A l’hôpital, on fait plusieurs choses.
On souffre, on mange (enfin, on essaie), on dort (enfin, on essaie) et surtout, on s’ennuie. Voici donc un rapide résumé de mes palpitantes aventures :
A l’hôpital, on souffre : grande froussarde devant l’Éternel, rien qu’à l’idée de souffrir, je pleure. Alors là, ça n’a pas loupé. Évidemment, avec la petite opération qui m’a laissé une cicatrice aussi grande que le sourire du Joker dans Batman dans le bas-ventre, je déguste.
La modernitude a fait que, désormais, pour une chirurgie douloureuse, le patient a droit a une pompe à morphine qui délivre une dose précise toutes les dix minutes au maximum. Aucun risque de devenir accro, c’est étudié « pour ». Super, parfait, je vais être bien là.

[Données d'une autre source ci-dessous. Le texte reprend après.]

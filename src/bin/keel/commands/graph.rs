//! `keel graph` command

use std::sync::Arc;

use anyhow::Result;

use crate::cli::GraphArgs;
use keel::ops::graph::{render_graph, GraphKind};
use keel::util::config::MessageFormat;
use keel::GlobalContext;

pub fn execute(ctx: &GlobalContext, args: GraphArgs) -> Result<()> {
    let ws = ctx.workspace()?;
    let shell = super::shell(ctx, MessageFormat::Human);

    let labels = super::resolve_labels(ctx, &ws, &args.targets)?;
    let kind = if args.actions {
        GraphKind::Actions
    } else {
        GraphKind::Build
    };

    let dot = super::runtime()?.block_on(render_graph(Arc::clone(&ws), &labels, kind))?;
    shell.print(dot.trim_end());

    Ok(())
}
//! Static dependency extraction.
//!
//! Builders may expose a [`DependencyExtractor`] that reads a project's
//! sources and reports what it references. The result keeps `[deps]`
//! accurate (see `ops::keel_fix`) and distinguishes references needed at
//! runtime (`build`) from every reference (`lint`).

pub mod imports;
pub mod resolve;
pub mod scan;

use std::path::Path;

use anyhow::Result;

use crate::build::file::File;
use crate::core::dependency::Dependency;
use crate::core::project::Project;
use crate::core::workspace::Workspace;

pub use imports::ImportExtractor;
pub use resolve::{ModuleResolver, Resolved};
pub use scan::{scan, ImportKind, ImportRef};

pub struct ExtractRequest<'a> {
    pub workspace: &'a Workspace,
    pub project: &'a Project,
    /// Source files, rooted at the workspace root.
    pub sources: &'a [File],
}

pub trait DependencyExtractor: Send + Sync {
    /// Dependencies of `req.project`, sorted by value. Every entry has
    /// `lint` set; `build` entries are a subset.
    fn extract(&self, req: &ExtractRequest<'_>) -> Result<Vec<Dependency>>;
}

/// Run the extractor of `project`'s builder over its sources.
///
/// `None` when the project has no builder or the builder has no extractor.
pub fn extract_project(workspace: &Workspace, project: &Project) -> Result<Option<Vec<Dependency>>> {
    if project.build.is_none() {
        return Ok(None);
    }
    let builder = workspace.get_builder(project)?;
    let Some(extractor) = builder.extractor() else {
        return Ok(None);
    };

    let files = project.collect_files(workspace.project_config_filename())?;
    let sources: Vec<File> = files
        .sources
        .iter()
        .map(|source| File::new(Path::new(&project.name).join(source), workspace.root()))
        .collect();

    extractor
        .extract(&ExtractRequest {
            workspace,
            project,
            sources: &sources,
        })
        .map(Some)
}
//! Actions and the action graph.
//!
//! An [`Action`] is one concrete unit of work: it reads its input files and
//! writes its output files. The [`ActionGraph`] is keyed by absolute file
//! path; an edge `input -> output` carries the id of the action turning one
//! into the other. Actions registered by different steps connect wherever
//! they share a path.

use std::collections::HashMap;
use std::fmt::{self, Write as _};
use std::future::Future;
use std::path::{Path, PathBuf};
use std::pin::Pin;
use std::sync::Arc;

use anyhow::Result;
use serde::Serialize;
use serde_json::Value;

use crate::build::file::File;
use crate::core::graph::Graph;
use crate::core::label::Label;

pub type ActionFuture = Pin<Box<dyn Future<Output = Result<()>> + Send>>;

/// The body of an action, called with the action's config.
pub type ActionFn = Arc<dyn Fn(Value) -> ActionFuture + Send + Sync>;

#[derive(Debug, Clone, Copy, PartialEq, Eq, Hash, PartialOrd, Ord, Serialize)]
pub struct ActionId(pub usize);

impl fmt::Display for ActionId {
    fn fmt(&self, f: &mut fmt::Formatter<'_>) -> fmt::Result {
        write!(f, "#{}", self.0)
    }
}

pub struct Action {
    /// Step that registered the action.
    pub label: Label,
    pub mnemonic: String,
    pub inputs: Vec<File>,
    pub outputs: Vec<File>,
    pub config: Value,
    run: ActionFn,
}

impl Action {
    pub fn new(
        label: Label,
        mnemonic: impl Into<String>,
        inputs: Vec<File>,
        outputs: Vec<File>,
        config: Value,
        run: ActionFn,
    ) -> Self {
        Action {
            label,
            mnemonic: mnemonic.into(),
            inputs,
            outputs,
            config,
            run,
        }
    }

    /// Start the action. The returned future does all the work.
    pub fn execute(&self) -> ActionFuture {
        (self.run)(self.config.clone())
    }

    pub fn input_paths(&self) -> Vec<PathBuf> {
        self.inputs.iter().map(File::absolute_path).collect()
    }

    pub fn output_paths(&self) -> Vec<PathBuf> {
        self.outputs.iter().map(File::absolute_path).collect()
    }
}

impl fmt::Debug for Action {
    fn fmt(&self, f: &mut fmt::Formatter<'_>) -> fmt::Result {
        f.debug_struct("Action")
            .field("label", &self.label)
            .field("mnemonic", &self.mnemonic)
            .field("inputs", &self.input_paths())
            .field("outputs", &self.output_paths())
            .finish_non_exhaustive()
    }
}

#[derive(Debug, Default)]
pub struct ActionGraph {
    graph: Graph<PathBuf, File, ActionId>,
    actions: Vec<Arc<Action>>,
    producers: HashMap<PathBuf, ActionId>,
}

impl ActionGraph {
    pub fn new() -> Self {
        Self::default()
    }

    /// Merge `action` into the graph and return its id.
    ///
    /// Every output has one producer. When a later action declares an
    /// output that already has one, the later action wins and the earlier
    /// action's edges into that file are dropped.
    pub fn add_action(&mut self, action: Action) -> ActionId {
        let id = ActionId(self.actions.len());

        for file in action.inputs.iter().chain(action.outputs.iter()) {
            self.graph.add(file.absolute_path(), file.clone());
        }

        let inputs = action.input_paths();
        for output in action.output_paths() {
            if let Some(previous) = self.producers.insert(output.clone(), id).filter(|p| *p != id) {
                tracing::warn!(
                    "`{}` is declared as an output of both `{}` and `{}`; keeping `{}`",
                    output.display(),
                    self.actions[previous.0].mnemonic,
                    action.mnemonic,
                    action.mnemonic
                );
                let stale: Vec<PathBuf> = self
                    .graph
                    .edges_to(&output)
                    .iter()
                    .filter(|edge| *edge.data == previous)
                    .map(|edge| edge.from.clone())
                    .collect();
                for from in stale {
                    self.graph.remove_edge(&from, &output);
                }
            }

            for input in &inputs {
                self.graph.add_edge(input, &output, id);
            }
        }

        tracing::debug!(
            "action {} `{}`: {} inputs, {} outputs",
            id,
            action.mnemonic,
            action.inputs.len(),
            action.outputs.len()
        );

        self.actions.push(Arc::new(action));
        id
    }

    pub fn action(&self, id: ActionId) -> &Arc<Action> {
        &self.actions[id.0]
    }

    pub fn actions(&self) -> &[Arc<Action>] {
        &self.actions
    }

    /// The action producing `path`, if any.
    pub fn producer_of(&self, path: &Path) -> Option<ActionId> {
        self.producers.get(path).copied()
    }

    pub fn graph(&self) -> &Graph<PathBuf, File, ActionId> {
        &self.graph
    }

    pub fn len(&self) -> usize {
        self.actions.len()
    }

    pub fn is_empty(&self) -> bool {
        self.actions.is_empty()
    }

    /// Graphviz rendering; edges are labelled with the action mnemonic.
    pub fn to_dot(&self) -> String {
        let mut out = String::from("digraph {\n");
        for key in self.graph.keys() {
            let _ = writeln!(out, "    {:?};", key.display().to_string());
            for edge in self.graph.edges_from(key) {
                let _ = writeln!(
                    out,
                    "    {:?} -> {:?} [label={:?}];",
                    edge.from.display().to_string(),
                    edge.to.display().to_string(),
                    self.actions[edge.data.0].mnemonic
                );
            }
        }
        out.push_str("}\n");
        out
    }
}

Sortie de la salle d’opération, salle de réveil. Ouille, ouille, et re-ouille. Je suis littéralement en boucle. La morphine semble ne pas faire d’effet, mais en même temps, je viens d’être charcutée, ceci peut expliquer cela. Le lendemain, le surlendemain… Les infirmières me touchent, je fais des bonds, j’ai mal. Il semble maintenant évident que je fais partie des rares personnes quasi insensibles à la morphine. Les infirmières se posent des questions et puis miracle, je me calme avec… du Dafalgan! Du bête Dafalgan… Quand je vous dis que je ne fais pas les choses comme tout le monde!
A l’hôpital, on mange : alors là, mon grand dada de la semaine.

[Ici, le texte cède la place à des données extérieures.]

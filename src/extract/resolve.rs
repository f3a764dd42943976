//! Module specifier resolution.

use std::ffi::OsString;
use std::path::{Path, PathBuf};

use crate::core::label::Label;
use crate::util::fs::{find_ancestor_with, lexical_normalize, relative_path, to_slash};

/// Extensions probed, in order, for an extensionless specifier.
pub const PROBE_EXTENSIONS: &[&str] = &[".ts", ".tsx", ".js", ".jsx", ".mjs", ".cjs", ".json"];

/// Node's built-in modules.
const NODE_BUILTINS: &[&str] = &[
    "assert",
    "async_hooks",
    "buffer",
    "child_process",
    "cluster",
    "console",
    "constants",
    "crypto",
    "dgram",
    "diagnostics_channel",
    "dns",
    "domain",
    "events",
    "fs",
    "http",
    "http2",
    "https",
    "inspector",
    "module",
    "net",
    "os",
    "path",
    "perf_hooks",
    "process",
    "punycode",
    "querystring",
    "readline",
    "repl",
    "stream",
    "string_decoder",
    "sys",
    "timers",
    "tls",
    "trace_events",
    "tty",
    "url",
    "util",
    "v8",
    "vm",
    "wasi",
    "worker_threads",
    "zlib",
];

#[derive(Debug, Clone, PartialEq, Eq)]
pub enum Resolved {
    Builtin,
    /// Root of an external package: `react`, `@scope/pkg`.
    External(String),
    /// A file (or directory) inside the workspace.
    File(PathBuf),
    Unresolved,
}

pub fn is_builtin(specifier: &str) -> bool {
    if specifier.starts_with("node:") {
        return true;
    }
    let root = specifier.split('/').next().unwrap_or(specifier);
    NODE_BUILTINS.contains(&root)
}

/// `@scope/pkg/sub` -> `@scope/pkg`, `pkg/sub` -> `pkg`.
pub fn package_name(specifier: &str) -> String {
    let mut segments = specifier.split('/');
    match segments.next() {
        Some(scope) if scope.starts_with('@') => match segments.next() {
            Some(name) => format!("{}/{}", scope, name),
            None => scope.to_string(),
        },
        Some(name) => name.to_string(),
        None => specifier.to_string(),
    }
}

fn is_relative(specifier: &str) -> bool {
    specifier == "."
        || specifier == ".."
        || specifier.starts_with("./")
        || specifier.starts_with("../")
}

#[derive(Debug, Clone)]
pub struct ModuleResolver {
    root: PathBuf,
    project_config_filename: String,
}

impl ModuleResolver {
    pub fn new(root: impl Into<PathBuf>, project_config_filename: impl Into<String>) -> Self {
        ModuleResolver {
            root: root.into(),
            project_config_filename: project_config_filename.into(),
        }
    }

    /// Classify `specifier` as imported from the file `importer`.
    pub fn resolve(&self, specifier: &str, importer: &Path) -> Resolved {
        if is_builtin(specifier) {
            return Resolved::Builtin;
        }

        let base = if let Some(rest) = specifier.strip_prefix("//") {
            self.root.join(rest)
        } else if is_relative(specifier) {
            importer
                .parent()
                .unwrap_or(&self.root)
                .join(specifier)
        } else {
            return Resolved::External(package_name(specifier));
        };

        match probe(&lexical_normalize(&base)) {
            Some(path) => Resolved::File(path),
            None => Resolved::Unresolved,
        }
    }

    /// Label of the project owning `path`: the nearest ancestor directory
    /// holding a project config, below the workspace root.
    pub fn project_label(&self, path: &Path) -> Option<Label> {
        let dir = find_ancestor_with(path, &self.project_config_filename)?;
        if dir == self.root || !dir.starts_with(&self.root) {
            return None;
        }
        Some(Label::new(&to_slash(&relative_path(&self.root, &dir)), None))
    }
}

fn with_suffix(path: &Path, suffix: &str) -> PathBuf {
    let mut s: OsString = path.as_os_str().to_owned();
    s.push(suffix);
    PathBuf::from(s)
}

/// Find the file `base` refers to: the path itself, a `.js`-style path
/// whose source is TypeScript, `base` plus an extension, or an index file.
/// An existing directory without an index file resolves to the directory.
fn probe(base: &Path) -> Option<PathBuf> {
    if base.is_file() {
        return Some(base.to_path_buf());
    }

    let stem = match base.extension().and_then(|e| e.to_str()) {
        Some("js" | "jsx" | "mjs" | "cjs") => base.with_extension(""),
        _ => base.to_path_buf(),
    };

    for ext in PROBE_EXTENSIONS {
        let candidate = with_suffix(&stem, ext);
        if candidate.is_file() {
            return Some(candidate);
        }
    }

    if base.is_dir() {
        for ext in PROBE_EXTENSIONS {
            let candidate = base.join(format!("index{}", ext));
            if candidate.is_file() {
                return Some(candidate);
            }
        }
        return Some(base.to_path_buf());
    }

    None
}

Premier jour d’opération, diète. Normal.
Deuxième, troisième ET quatrième jour d’hospitalisation : compote de pommes et petits suisses. Only. Traitement de faveur. Et oui, paraît-il que cela fait fonctionner le transit. Pas de transit, pas de sortie, CQFD.
Mon transit ayant eu la bonne idée de se mettre au diapason, je me dis que vendredi soir, je vais pouvoir manger quelque chose!… Mais pas de soucis madame, vous aurez du pain! Pas du pain de campagne non, mais un petit pain à peine décongelé. Yummy.
Je râle et fais partager mon désarroi sur Twitter. Rapidement, on me dit que je peux me faire ramener des douceurs. Pourquoi n’y ai-je pas pensé plus tôt?!!!
Déception avec l’arrivée desdites douceurs… à force d’avoir faim, je n’ai plus faim. La sensation est partie, mon estomac rétréci, je n’ai plus l’envie de manger. Me voilà bien.
Samedi, jour béni.
J’ai le droit à quelques pâtes, du steak haché infâme, des aubergines vapeur dans leur sauce tout aussi infâme… de la vraie gastronomie comme on n’en fait plus. Encore une fois, je laisse mon tour et me contente de mon fromage blanc et de sa fidèle compote.
Résultat des courses : c’est peu, pas à mon goût… Je devrais perdre quelques petits kilos avec tout ça! Pour mémoire, j’avais perdu trois bons kilos lors de mon séjour à Bichat. Roulement de tambours ce matin… Un kilo. Un tout petit kilo. On m’affame, je suis à deux doigts de mourir d’inanition (non, je n’exagère pas ou si peu) et je ne perds qu’un kilo. Fuck. C’est dit.
A l’hôpital, on dort : vaste blague.
Avez-vous déjà essayé, sans y être obligé, de dormir sur le dos, les pattes repliées pour cause de cicatrice qui tire, quand vous ne jurez que par la position ventrale et/ou de côté? Alors d’accord, il y a des choses plus importantes actuellement dans le monde, mais dans une chambre d’hôpital, le moindre problème prend des proportions gargantuesques.
Ajoutez à cet ingrédient un lit dur comme du bois et surtout, le bureau des infirmières juste à côté de votre chambre et vous obtenez le parfait cocktail pour nuits blanches garanties. Et allons-y que ça rit, que ça piapiate, que ça crie… à une heure, deux heures, cinq heures du matin! Vous avez des envies de meurtre quand les gentilles infirmières viennent pour prendre votre tension et votre température deux fois par nuit.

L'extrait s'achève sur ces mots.